=== Information provided ===
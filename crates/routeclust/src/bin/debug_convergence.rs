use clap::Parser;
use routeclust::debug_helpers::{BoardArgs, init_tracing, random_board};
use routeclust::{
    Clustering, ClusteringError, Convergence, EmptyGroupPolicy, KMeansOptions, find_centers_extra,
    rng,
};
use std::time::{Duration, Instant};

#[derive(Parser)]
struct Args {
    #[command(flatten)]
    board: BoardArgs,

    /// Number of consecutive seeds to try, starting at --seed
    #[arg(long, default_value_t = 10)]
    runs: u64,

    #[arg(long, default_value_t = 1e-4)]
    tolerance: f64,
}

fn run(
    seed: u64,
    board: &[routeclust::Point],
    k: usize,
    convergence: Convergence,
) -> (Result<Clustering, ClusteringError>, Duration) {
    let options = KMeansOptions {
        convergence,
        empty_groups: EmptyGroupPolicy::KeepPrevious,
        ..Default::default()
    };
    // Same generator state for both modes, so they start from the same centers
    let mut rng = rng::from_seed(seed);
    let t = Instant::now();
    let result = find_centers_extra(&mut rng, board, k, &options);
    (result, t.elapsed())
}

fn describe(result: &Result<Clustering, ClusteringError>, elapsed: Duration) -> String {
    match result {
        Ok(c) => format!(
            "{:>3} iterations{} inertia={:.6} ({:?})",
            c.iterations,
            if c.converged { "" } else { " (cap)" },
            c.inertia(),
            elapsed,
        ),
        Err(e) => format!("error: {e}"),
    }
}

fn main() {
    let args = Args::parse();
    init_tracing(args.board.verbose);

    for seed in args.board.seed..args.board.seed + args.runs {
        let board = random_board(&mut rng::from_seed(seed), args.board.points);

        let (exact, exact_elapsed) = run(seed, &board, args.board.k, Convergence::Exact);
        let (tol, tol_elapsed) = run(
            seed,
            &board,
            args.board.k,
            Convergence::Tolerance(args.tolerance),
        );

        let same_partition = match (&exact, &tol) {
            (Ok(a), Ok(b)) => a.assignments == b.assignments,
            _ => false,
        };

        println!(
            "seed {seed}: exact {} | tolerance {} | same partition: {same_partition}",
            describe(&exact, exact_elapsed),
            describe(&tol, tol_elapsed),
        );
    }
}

* * *

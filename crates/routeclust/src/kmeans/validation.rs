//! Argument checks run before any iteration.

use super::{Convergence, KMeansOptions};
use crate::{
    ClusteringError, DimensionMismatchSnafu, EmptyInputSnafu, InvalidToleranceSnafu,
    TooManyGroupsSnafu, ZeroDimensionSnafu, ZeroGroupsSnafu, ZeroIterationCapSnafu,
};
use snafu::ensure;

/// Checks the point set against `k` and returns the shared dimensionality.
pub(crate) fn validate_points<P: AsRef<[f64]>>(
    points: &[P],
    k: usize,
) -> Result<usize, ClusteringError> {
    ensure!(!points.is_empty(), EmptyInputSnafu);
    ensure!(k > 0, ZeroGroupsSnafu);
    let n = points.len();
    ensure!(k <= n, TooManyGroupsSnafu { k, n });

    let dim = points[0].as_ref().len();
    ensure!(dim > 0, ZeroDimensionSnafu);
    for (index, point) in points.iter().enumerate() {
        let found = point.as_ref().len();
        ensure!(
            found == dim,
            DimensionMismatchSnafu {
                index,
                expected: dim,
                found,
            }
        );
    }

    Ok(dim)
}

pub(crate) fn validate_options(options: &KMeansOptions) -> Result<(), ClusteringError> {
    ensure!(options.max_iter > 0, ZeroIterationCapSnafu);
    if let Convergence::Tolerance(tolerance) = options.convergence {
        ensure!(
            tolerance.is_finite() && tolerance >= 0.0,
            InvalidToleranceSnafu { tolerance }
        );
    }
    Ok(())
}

--

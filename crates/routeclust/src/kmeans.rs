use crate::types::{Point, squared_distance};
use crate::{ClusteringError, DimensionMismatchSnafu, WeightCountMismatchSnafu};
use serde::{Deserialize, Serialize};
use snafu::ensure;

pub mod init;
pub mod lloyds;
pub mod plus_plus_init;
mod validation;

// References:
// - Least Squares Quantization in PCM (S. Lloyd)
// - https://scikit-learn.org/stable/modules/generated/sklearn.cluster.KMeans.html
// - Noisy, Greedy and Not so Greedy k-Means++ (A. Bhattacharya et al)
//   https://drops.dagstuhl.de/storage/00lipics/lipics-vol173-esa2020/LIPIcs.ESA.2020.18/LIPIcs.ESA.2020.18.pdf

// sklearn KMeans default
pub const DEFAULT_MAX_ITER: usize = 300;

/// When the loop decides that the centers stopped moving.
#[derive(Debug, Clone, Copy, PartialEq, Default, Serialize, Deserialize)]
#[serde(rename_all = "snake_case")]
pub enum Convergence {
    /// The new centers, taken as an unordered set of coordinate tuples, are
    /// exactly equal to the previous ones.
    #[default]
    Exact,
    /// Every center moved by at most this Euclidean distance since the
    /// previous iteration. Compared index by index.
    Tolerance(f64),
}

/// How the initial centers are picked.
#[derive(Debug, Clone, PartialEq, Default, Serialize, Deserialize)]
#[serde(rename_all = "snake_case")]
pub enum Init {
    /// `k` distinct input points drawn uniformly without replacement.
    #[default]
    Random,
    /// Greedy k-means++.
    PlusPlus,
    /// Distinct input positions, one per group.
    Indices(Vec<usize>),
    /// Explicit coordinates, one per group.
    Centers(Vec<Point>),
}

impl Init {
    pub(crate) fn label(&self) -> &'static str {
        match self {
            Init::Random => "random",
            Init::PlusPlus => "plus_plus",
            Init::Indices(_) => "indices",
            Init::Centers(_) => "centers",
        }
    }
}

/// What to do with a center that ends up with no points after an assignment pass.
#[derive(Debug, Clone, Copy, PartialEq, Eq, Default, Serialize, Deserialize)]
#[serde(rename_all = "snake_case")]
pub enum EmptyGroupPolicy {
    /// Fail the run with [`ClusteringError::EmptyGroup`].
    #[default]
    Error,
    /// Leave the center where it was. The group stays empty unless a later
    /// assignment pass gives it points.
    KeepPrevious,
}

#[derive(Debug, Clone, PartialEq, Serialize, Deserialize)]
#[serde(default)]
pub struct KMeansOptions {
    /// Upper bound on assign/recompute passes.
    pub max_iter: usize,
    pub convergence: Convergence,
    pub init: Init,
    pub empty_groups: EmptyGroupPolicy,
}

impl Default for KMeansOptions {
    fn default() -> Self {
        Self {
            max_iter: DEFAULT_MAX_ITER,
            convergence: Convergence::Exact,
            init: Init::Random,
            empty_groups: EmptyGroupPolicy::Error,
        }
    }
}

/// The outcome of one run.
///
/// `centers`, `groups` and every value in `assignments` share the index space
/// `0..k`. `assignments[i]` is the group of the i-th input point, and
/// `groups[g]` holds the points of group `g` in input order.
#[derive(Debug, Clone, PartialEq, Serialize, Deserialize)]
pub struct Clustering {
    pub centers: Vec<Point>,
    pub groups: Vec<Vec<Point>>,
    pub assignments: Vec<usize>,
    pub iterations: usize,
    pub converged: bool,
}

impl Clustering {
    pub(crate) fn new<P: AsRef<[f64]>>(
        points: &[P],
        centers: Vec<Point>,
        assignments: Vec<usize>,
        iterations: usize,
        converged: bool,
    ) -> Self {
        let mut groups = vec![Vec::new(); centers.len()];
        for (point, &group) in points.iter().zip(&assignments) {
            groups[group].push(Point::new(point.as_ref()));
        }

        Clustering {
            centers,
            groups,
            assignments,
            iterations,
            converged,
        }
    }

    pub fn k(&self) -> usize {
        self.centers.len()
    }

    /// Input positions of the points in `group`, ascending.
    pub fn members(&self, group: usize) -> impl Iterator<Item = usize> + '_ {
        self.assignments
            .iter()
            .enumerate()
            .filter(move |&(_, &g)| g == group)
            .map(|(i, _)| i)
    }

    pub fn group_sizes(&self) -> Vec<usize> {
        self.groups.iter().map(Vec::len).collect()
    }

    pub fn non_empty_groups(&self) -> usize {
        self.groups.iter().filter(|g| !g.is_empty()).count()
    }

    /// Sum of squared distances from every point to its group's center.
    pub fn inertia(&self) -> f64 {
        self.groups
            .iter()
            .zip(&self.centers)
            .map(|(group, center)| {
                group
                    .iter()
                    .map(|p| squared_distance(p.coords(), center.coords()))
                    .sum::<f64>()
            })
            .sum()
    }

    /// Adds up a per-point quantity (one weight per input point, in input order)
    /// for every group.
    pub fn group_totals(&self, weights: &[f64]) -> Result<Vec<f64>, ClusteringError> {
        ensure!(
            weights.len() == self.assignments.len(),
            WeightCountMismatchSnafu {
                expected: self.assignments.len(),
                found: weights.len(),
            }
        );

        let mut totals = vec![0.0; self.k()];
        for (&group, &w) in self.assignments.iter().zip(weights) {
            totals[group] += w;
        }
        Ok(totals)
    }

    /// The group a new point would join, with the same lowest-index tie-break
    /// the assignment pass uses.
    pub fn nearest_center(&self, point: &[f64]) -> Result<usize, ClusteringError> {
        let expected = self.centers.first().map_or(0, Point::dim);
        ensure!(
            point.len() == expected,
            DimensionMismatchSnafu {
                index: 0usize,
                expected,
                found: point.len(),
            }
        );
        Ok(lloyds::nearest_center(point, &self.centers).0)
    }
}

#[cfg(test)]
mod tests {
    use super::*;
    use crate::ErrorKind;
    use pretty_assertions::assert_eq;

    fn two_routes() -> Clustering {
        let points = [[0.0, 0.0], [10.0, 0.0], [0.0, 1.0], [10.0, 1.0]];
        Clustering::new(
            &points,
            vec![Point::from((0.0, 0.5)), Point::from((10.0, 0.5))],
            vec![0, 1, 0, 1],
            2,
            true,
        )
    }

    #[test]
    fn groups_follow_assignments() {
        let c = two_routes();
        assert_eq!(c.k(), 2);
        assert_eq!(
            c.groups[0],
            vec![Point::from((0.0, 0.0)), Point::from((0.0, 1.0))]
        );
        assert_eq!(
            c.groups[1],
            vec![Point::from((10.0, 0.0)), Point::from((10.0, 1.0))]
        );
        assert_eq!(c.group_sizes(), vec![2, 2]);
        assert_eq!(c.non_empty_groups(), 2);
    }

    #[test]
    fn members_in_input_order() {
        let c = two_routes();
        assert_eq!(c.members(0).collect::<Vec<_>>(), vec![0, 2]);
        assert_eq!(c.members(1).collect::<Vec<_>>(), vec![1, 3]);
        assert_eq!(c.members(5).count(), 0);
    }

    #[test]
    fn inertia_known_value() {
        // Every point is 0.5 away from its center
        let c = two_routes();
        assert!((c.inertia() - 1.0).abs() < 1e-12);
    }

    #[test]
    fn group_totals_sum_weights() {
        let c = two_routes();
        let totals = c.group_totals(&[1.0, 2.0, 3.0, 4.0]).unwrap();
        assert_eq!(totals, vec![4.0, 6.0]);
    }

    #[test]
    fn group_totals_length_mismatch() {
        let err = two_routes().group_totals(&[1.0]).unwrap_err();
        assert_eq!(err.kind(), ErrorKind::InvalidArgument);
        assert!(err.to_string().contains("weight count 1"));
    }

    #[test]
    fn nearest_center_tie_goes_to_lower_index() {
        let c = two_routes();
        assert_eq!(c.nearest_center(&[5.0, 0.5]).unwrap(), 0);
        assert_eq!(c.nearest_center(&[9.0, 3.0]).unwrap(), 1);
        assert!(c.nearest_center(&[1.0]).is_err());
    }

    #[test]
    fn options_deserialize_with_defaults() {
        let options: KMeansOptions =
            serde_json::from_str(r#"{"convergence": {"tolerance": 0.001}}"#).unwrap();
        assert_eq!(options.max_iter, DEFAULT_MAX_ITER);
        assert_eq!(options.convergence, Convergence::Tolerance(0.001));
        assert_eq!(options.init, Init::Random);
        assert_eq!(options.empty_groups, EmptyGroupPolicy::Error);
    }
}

=== What you will do ===
Your answer must be a single number: how many lines of the entries above contain the string "impl".

=== Result below ===
4